• _Data entries_

####################

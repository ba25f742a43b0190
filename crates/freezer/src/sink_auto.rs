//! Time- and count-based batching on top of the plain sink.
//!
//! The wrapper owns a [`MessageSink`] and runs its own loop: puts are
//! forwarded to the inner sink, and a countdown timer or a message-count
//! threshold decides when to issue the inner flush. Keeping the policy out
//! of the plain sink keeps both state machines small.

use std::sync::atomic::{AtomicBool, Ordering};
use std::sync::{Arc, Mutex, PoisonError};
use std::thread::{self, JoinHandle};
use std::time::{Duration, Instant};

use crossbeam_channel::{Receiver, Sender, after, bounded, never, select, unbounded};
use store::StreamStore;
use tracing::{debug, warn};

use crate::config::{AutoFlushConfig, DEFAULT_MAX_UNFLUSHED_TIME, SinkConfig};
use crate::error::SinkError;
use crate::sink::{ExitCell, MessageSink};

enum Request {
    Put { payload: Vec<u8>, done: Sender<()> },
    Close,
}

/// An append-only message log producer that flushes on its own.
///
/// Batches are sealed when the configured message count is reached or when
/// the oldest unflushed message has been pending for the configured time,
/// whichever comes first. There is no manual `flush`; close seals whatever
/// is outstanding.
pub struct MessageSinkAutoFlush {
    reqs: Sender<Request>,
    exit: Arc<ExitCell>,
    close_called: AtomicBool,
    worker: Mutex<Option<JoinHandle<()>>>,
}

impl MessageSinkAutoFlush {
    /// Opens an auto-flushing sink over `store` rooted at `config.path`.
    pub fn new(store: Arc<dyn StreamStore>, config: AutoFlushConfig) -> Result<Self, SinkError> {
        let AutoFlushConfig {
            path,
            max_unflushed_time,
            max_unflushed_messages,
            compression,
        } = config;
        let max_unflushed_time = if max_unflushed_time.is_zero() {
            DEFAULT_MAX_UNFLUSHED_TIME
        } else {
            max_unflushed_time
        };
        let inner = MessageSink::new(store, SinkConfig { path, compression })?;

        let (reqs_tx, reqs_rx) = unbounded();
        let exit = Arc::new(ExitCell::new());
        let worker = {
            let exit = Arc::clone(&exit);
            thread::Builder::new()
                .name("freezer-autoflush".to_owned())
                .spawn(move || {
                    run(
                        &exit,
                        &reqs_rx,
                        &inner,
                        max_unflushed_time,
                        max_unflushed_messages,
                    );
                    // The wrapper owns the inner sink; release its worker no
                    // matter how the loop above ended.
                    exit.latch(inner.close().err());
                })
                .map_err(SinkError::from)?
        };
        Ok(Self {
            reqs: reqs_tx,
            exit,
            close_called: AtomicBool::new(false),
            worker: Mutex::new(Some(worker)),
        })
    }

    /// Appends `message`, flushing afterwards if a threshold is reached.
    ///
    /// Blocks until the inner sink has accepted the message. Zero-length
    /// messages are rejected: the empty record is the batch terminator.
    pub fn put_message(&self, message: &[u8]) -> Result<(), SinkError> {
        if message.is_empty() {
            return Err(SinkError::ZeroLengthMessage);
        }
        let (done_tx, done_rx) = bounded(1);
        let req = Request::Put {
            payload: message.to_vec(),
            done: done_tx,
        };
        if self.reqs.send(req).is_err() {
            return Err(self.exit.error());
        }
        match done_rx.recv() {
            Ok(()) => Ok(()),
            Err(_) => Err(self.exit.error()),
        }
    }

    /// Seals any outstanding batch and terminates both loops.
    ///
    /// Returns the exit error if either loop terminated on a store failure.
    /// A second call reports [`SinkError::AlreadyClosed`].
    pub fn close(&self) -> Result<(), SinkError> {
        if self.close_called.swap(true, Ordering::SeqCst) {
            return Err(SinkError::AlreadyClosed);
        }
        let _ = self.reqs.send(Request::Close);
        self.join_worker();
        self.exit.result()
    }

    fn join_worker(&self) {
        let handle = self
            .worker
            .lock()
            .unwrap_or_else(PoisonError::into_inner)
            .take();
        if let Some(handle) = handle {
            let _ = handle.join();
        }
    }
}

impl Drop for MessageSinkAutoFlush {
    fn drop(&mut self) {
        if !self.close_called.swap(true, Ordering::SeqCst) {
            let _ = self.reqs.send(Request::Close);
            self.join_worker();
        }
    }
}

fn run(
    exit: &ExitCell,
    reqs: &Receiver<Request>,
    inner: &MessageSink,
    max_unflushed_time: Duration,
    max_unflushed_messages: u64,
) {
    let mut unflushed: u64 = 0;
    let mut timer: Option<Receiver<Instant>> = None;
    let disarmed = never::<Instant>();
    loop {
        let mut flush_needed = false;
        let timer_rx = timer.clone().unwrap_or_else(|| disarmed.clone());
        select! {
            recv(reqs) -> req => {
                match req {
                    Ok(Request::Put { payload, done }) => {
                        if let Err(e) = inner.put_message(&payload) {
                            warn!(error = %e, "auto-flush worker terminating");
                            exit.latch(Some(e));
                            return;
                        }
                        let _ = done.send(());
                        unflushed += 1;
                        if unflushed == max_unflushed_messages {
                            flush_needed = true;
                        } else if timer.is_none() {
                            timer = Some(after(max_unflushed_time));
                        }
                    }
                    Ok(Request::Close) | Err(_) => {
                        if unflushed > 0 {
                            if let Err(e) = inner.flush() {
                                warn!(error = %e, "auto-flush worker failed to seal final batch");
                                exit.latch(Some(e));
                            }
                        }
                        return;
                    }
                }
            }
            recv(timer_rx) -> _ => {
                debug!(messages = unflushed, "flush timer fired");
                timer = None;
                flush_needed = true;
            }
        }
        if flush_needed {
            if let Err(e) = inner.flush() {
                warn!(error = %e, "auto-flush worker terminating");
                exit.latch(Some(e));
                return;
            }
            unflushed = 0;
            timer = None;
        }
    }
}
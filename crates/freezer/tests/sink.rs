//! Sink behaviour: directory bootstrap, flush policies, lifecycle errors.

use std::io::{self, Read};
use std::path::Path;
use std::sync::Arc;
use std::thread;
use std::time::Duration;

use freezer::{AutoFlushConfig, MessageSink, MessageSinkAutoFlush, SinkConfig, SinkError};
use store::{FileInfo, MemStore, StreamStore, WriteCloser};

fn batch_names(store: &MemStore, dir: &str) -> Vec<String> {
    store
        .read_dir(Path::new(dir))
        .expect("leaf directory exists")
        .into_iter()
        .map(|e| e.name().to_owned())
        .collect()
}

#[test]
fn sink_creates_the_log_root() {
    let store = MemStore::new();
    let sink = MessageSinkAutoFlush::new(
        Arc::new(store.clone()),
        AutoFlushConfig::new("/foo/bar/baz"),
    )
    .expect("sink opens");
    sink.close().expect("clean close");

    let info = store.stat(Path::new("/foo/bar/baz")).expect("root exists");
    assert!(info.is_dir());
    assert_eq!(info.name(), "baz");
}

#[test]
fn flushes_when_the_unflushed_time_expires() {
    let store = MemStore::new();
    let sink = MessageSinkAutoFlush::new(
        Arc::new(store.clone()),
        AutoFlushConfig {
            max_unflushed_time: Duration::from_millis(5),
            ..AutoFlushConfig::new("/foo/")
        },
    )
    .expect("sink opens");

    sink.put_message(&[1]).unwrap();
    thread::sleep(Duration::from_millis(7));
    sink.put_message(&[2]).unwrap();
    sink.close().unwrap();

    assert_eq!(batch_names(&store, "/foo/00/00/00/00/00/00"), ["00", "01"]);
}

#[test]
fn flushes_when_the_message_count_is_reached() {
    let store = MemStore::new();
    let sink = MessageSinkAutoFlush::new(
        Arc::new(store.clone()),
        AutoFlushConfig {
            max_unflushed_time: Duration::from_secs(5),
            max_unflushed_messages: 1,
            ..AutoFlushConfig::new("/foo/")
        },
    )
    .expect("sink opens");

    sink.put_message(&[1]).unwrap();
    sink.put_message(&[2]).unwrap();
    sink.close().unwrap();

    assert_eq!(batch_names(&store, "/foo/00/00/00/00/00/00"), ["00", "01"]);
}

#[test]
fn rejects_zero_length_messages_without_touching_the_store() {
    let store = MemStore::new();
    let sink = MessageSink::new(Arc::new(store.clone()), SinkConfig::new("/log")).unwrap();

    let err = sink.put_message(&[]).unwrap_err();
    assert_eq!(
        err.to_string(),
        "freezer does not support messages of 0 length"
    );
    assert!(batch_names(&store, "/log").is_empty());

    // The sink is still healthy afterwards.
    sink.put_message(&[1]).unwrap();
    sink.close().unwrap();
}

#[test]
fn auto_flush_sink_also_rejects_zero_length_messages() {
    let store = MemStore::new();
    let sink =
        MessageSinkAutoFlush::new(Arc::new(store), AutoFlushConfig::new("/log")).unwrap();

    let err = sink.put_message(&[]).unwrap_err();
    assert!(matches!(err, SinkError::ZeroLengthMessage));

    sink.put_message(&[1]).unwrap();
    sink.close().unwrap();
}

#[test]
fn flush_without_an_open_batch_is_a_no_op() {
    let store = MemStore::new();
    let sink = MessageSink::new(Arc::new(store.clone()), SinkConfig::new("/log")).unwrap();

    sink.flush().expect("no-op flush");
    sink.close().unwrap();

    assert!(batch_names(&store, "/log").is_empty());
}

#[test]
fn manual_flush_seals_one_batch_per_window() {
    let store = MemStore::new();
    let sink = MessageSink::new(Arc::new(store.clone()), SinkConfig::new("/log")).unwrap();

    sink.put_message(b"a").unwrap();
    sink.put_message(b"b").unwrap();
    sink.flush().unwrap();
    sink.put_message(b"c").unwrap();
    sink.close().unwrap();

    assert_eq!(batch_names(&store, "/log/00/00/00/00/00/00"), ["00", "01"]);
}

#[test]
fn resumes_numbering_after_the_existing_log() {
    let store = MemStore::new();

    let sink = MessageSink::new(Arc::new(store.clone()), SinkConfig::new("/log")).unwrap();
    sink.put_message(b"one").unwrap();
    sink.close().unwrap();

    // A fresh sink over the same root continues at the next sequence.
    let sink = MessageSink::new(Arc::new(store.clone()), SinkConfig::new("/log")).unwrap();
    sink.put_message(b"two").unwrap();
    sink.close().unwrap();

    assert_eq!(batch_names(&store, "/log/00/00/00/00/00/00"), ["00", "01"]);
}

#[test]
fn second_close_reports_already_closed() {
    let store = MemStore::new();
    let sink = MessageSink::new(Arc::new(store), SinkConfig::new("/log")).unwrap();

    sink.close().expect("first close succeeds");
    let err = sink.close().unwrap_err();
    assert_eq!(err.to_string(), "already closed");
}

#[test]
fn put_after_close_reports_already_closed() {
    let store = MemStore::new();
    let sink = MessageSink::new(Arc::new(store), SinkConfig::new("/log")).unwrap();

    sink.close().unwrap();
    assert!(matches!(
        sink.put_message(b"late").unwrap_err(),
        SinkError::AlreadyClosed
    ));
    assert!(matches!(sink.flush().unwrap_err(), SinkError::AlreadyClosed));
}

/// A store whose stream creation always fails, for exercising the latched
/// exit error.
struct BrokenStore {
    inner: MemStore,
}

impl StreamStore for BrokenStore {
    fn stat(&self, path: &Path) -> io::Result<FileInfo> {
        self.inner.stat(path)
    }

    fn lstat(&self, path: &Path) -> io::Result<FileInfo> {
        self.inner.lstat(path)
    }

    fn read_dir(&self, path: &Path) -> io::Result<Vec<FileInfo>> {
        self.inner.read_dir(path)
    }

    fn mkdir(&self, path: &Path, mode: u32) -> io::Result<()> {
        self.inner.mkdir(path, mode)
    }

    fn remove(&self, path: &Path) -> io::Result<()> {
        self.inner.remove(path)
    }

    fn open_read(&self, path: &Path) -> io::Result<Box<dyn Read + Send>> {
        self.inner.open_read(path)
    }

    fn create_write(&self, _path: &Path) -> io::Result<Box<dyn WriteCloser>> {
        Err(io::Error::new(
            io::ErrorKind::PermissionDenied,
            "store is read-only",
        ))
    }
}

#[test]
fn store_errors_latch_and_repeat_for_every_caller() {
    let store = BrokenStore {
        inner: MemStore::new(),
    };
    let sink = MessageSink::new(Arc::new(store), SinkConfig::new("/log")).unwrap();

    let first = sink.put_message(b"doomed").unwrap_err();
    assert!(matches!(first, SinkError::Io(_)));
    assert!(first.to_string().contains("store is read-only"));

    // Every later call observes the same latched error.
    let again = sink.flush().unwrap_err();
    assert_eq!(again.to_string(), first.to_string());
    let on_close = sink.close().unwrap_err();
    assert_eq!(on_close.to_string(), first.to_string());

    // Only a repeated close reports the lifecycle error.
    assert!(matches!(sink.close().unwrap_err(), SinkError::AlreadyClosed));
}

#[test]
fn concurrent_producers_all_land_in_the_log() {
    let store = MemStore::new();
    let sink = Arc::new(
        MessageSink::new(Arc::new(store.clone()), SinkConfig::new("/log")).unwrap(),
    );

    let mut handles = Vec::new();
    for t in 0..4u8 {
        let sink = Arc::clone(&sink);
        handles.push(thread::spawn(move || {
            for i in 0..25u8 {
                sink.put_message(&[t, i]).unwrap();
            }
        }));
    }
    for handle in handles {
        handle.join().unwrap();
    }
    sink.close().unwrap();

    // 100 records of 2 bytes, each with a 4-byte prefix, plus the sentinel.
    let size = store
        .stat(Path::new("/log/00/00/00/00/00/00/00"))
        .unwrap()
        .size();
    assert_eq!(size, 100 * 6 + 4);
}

####################

• _Work to complete_
For the word "impl", work out how many lines of the entries contain it, and state the number alone.

• _Written response_
3